Below are records. Copy every line with "NamespaceSelector" in it.
○ ○ ○ ○
//! Resource collector
//!
//! Lists the namespaces a selector matches and the ResourceQuotas inside
//! them. Namespaces may hold several quotas; they are summed per namespace.
//! A listing failure is returned as an error so callers can tell "unknown"
//! apart from "over budget".

use std::collections::{BTreeMap, BTreeSet};
use std::fmt;

use k8s_openapi::api::core::v1::ResourceQuota;
use kube::ResourceExt;

use platform_common::resources::{self, ResourceList};
use platform_common::selector::NamespaceSelector;
use platform_common::Result;

use crate::store::QuotaStore;

/// Identity of one ResourceQuota
#[derive(Clone, Debug, PartialEq, Eq, Hash, PartialOrd, Ord)]
pub struct QuotaId {
    /// Namespace of the quota
    pub namespace: String,
    /// Name of the quota
    pub name: String,
}

impl QuotaId {
    /// Build an identity from parts
    pub fn new(namespace: impl Into<String>, name: impl Into<String>) -> Self {
        Self {
            namespace: namespace.into(),
            name: name.into(),
        }
    }

    /// Identity of a ResourceQuota object
    pub fn of(rq: &ResourceQuota) -> Self {
        Self::new(rq.namespace().unwrap_or_default(), rq.name_any())
    }
}

impl fmt::Display for QuotaId {
    fn fmt(&self, f: &mut fmt::Formatter<'_>) -> fmt::Result {
        write!(f, "{}/{}", self.namespace, self.name)
    }
}

/// One ResourceQuota reduced to its parsed limits and usage
#[derive(Clone, Debug, PartialEq)]
pub struct QuotaRecord {
    /// Which quota this is
    pub id: QuotaId,
    /// `spec.hard`
    pub hard: ResourceList,
    /// `status.used`
    pub used: ResourceList,
}

impl QuotaRecord {
    /// Parse a ResourceQuota
    pub fn from_resource_quota(rq: &ResourceQuota) -> Result<Self> {
        let hard = ResourceList::from_k8s_opt(rq.spec.as_ref().and_then(|s| s.hard.as_ref()))?;
        let used = ResourceList::from_k8s_opt(rq.status.as_ref().and_then(|s| s.used.as_ref()))?;
        Ok(Self {
            id: QuotaId::of(rq),
            hard,
            used,
        })
    }
}

/// Summed quotas of a single namespace
#[derive(Clone, Debug, PartialEq)]
pub struct NamespaceTotals {
    /// Namespace name
    pub namespace: String,
    /// Sum of `hard` across the namespace's quotas
    pub hard: ResourceList,
    /// Sum of `used` across the namespace's quotas
    pub used: ResourceList,
}

/// Quotas found under a selector
#[derive(Clone, Debug, Default, PartialEq)]
pub struct MatchedQuotas {
    /// Every matched namespace, including those with no quotas
    pub namespaces: BTreeSet<String>,
    /// Quotas in the matched namespaces
    pub records: Vec<QuotaRecord>,
}

impl MatchedQuotas {
    /// Sum of `hard` over all records
    pub fn total_hard(&self) -> ResourceList {
        resources::sum(self.records.iter().map(|r| &r.hard))
    }

    /// Sum of `used` over all records
    pub fn total_used(&self) -> ResourceList {
        resources::sum(self.records.iter().map(|r| &r.used))
    }

    /// Per-namespace sums, sorted by namespace
    ///
    /// Namespaces without any quota are left out.
    pub fn by_namespace(&self) -> Vec<NamespaceTotals> {
        let mut grouped: BTreeMap<&str, NamespaceTotals> = BTreeMap::new();
        for record in &self.records {
            let entry = grouped
                .entry(record.id.namespace.as_str())
                .or_insert_with(|| NamespaceTotals {
                    namespace: record.id.namespace.clone(),
                    hard: ResourceList::new(),
                    used: ResourceList::new(),
                });
            entry.hard = resources::add(&entry.hard, &record.hard);
            entry.used = resources::add(&entry.used, &record.used);
        }
        grouped.into_values().collect()
    }

    /// True if a record with this identity is present
    pub fn contains(&self, id: &QuotaId) -> bool {
        self.records.iter().any(|r| &r.id == id)
    }

    /// Replace the `hard` of a record, or add it if absent
    ///
    /// Ignored when the namespace is outside the matched set.
    pub fn upsert_hard(&mut self, id: &QuotaId, hard: &ResourceList) {
        if !self.namespaces.contains(&id.namespace) {
            return;
        }
        match self.records.iter_mut().find(|r| &r.id == id) {
            Some(record) => record.hard = hard.clone(),
            None => self.records.push(QuotaRecord {
                id: id.clone(),
                hard: hard.clone(),
                used: ResourceList::new(),
            }),
        }
    }
}

/// Collect the quotas of every namespace matched by `selector`
///
/// `exclude` drops one quota by identity, for "what if this object were
/// replaced" questions.
pub async fn find_matching(
    store: &dyn QuotaStore,
    selector: &NamespaceSelector,
    exclude: Option<&QuotaId>,
) -> Result<MatchedQuotas> {
    let namespaces = store.list_namespaces(selector).await?;

    let mut matched = MatchedQuotas::default();
    for ns in &namespaces {
        let ns_name = ns.name_any();
        for rq in store.list_resource_quotas(&ns_name).await? {
            let record = QuotaRecord::from_resource_quota(&rq)?;
            if exclude == Some(&record.id) {
                continue;
            }
            matched.records.push(record);
        }
        matched.namespaces.insert(ns_name);
    }
    matched.records.sort_by(|a, b| a.id.cmp(&b.id));
    Ok(matched)
}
○ ○ ○ ○
■ ANSWER TO THE PROBLEM:
use platform_common::selector::NamespaceSelector;
    selector: &NamespaceSelector,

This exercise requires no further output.